Stored data entries:
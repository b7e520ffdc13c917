use axum::{
    Json,
    http::StatusCode,
    response::{IntoResponse, Response},
};
use serde_json::json;
use thiserror::Error;

#[derive(Debug, Error)]
pub enum UserError {
    #[error("Unable to process user: {0}")]
    NotProcessed(String),
    #[error(transparent)]
    Db(#[from] sea_orm::DbErr),
}

#[derive(Debug, Error)]
pub enum HookError {
    #[error("Invalid hook token: {0}")]
    InvalidToken(#[from] jsonwebtoken::errors::Error),
    #[error("Hook token was minted for `{0}`")]
    WrongAction(String),
    #[error("Missing bearer token")]
    MissingToken,
    #[error("Hook token was minted for another email address")]
    EmailMismatch,
}

#[derive(Debug, Error)]
pub enum IssuerError {
    #[error("Invalid issuer URL: {0}")]
    Url(#[from] url::ParseError),
    #[error("TLS setup failed: {0}")]
    Tls(#[from] rustls::Error),
}

#[derive(Debug, Error)]
pub enum SessionStoreError {
    #[error("Sessions are not supported on {0}")]
    UnsupportedBackend(String),
    #[error("Session store setup failed: {0}")]
    Sqlx(#[from] tower_sessions_sqlx_store::sqlx::Error),
}

#[derive(Debug, Error)]
pub enum DeliveryError {
    #[error("Invalid address: {0}")]
    Address(String),
    #[error("Failed to build message: {0}")]
    Message(#[from] lettre::error::Error),
    #[error("SMTP error: {0}")]
    Smtp(#[from] lettre::transport::smtp::Error),
}

#[derive(Debug, Error)]
pub enum AppError {
    #[error("Invalid state parameter")]
    InvalidState,
    #[error("Invalid email address")]
    InvalidEmail,
    #[error(transparent)]
    Hook(#[from] HookError),
    #[error(transparent)]
    User(#[from] UserError),
    #[error("Session error: {0}")]
    Session(#[from] tower_sessions::session::Error),
    #[error("Code delivery failed: {0}")]
    Delivery(#[from] DeliveryError),
    #[error("Issuer unavailable")]
    Upstream(String),
    #[error("Internal error: {0}")]
    Internal(String),
}

impl AppError {
    pub fn status(&self) -> StatusCode {
        match self {
            AppError::InvalidState | AppError::InvalidEmail => StatusCode::BAD_REQUEST,
            AppError::Hook(_) => StatusCode::UNAUTHORIZED,
            AppError::Delivery(_) | AppError::Upstream(_) => StatusCode::BAD_GATEWAY,
            AppError::User(_) | AppError::Session(_) | AppError::Internal(_) => {
                StatusCode::INTERNAL_SERVER_ERROR
            }
        }
    }
}

impl IntoResponse for AppError {
    fn into_response(self) -> Response {
        let status = self.status();
        if status.is_server_error() {
            tracing::error!(error = %self, ?status, "request failed");
        } else {
            tracing::debug!(error = %self, ?status, "request rejected");
        }
        // Internal details stay in the logs.
        let message = match &self {
            AppError::User(_) | AppError::Session(_) | AppError::Internal(_) => {
                "Internal server error".to_string()
            }
            AppError::Delivery(_) => "Code delivery failed".to_string(),
            other => other.to_string(),
        };
        (status, Json(json!({ "error": message }))).into_response()
    }
}

#[cfg(test)]
mod tests {
    use super::*;

    #[test]
    fn invalid_state_is_bad_request_with_fixed_message() {
        let err = AppError::InvalidState;
        assert_eq!(err.status(), StatusCode::BAD_REQUEST);
        assert_eq!(err.to_string(), "Invalid state parameter");
    }

    #[test]
    fn missing_user_row_is_server_error() {
        let err = AppError::from(UserError::NotProcessed("a@b.c".into()));
        assert_eq!(err.status(), StatusCode::INTERNAL_SERVER_ERROR);
    }

    #[test]
    fn hook_errors_are_unauthorized() {
        let err = AppError::from(HookError::MissingToken);
        assert_eq!(err.status(), StatusCode::UNAUTHORIZED);
    }
}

▶ Exercise description:
Repeat only the stretch of lines that begins at the line containing "impl IntoResponse for" and ends at the last line above, both included.

▶ Answer to this exercise:
impl IntoResponse for AppError {
    fn into_response(self) -> Response {
        let status = self.status();
        if status.is_server_error() {
            tracing::error!(error = %self, ?status, "request failed");
        } else {
            tracing::debug!(error = %self, ?status, "request rejected");
        }
        // Internal details stay in the logs.
        let message = match &self {
            AppError::User(_) | AppError::Session(_) | AppError::Internal(_) => {
                "Internal server error".to_string()
            }
            AppError::Delivery(_) => "Code delivery failed".to_string(),
            other => other.to_string(),
        };
        (status, Json(json!({ "error": message }))).into_response()
    }
}

#[cfg(test)]
mod tests {
    use super::*;

    #[test]
    fn invalid_state_is_bad_request_with_fixed_message() {
        let err = AppError::InvalidState;
        assert_eq!(err.status(), StatusCode::BAD_REQUEST);
        assert_eq!(err.to_string(), "Invalid state parameter");
    }

    #[test]
    fn missing_user_row_is_server_error() {
        let err = AppError::from(UserError::NotProcessed("a@b.c".into()));
        assert_eq!(err.status(), StatusCode::INTERNAL_SERVER_ERROR);
    }

    #[test]
    fn hook_errors_are_unauthorized() {
        let err = AppError::from(HookError::MissingToken);
        assert_eq!(err.status(), StatusCode::UNAUTHORIZED);
    }
}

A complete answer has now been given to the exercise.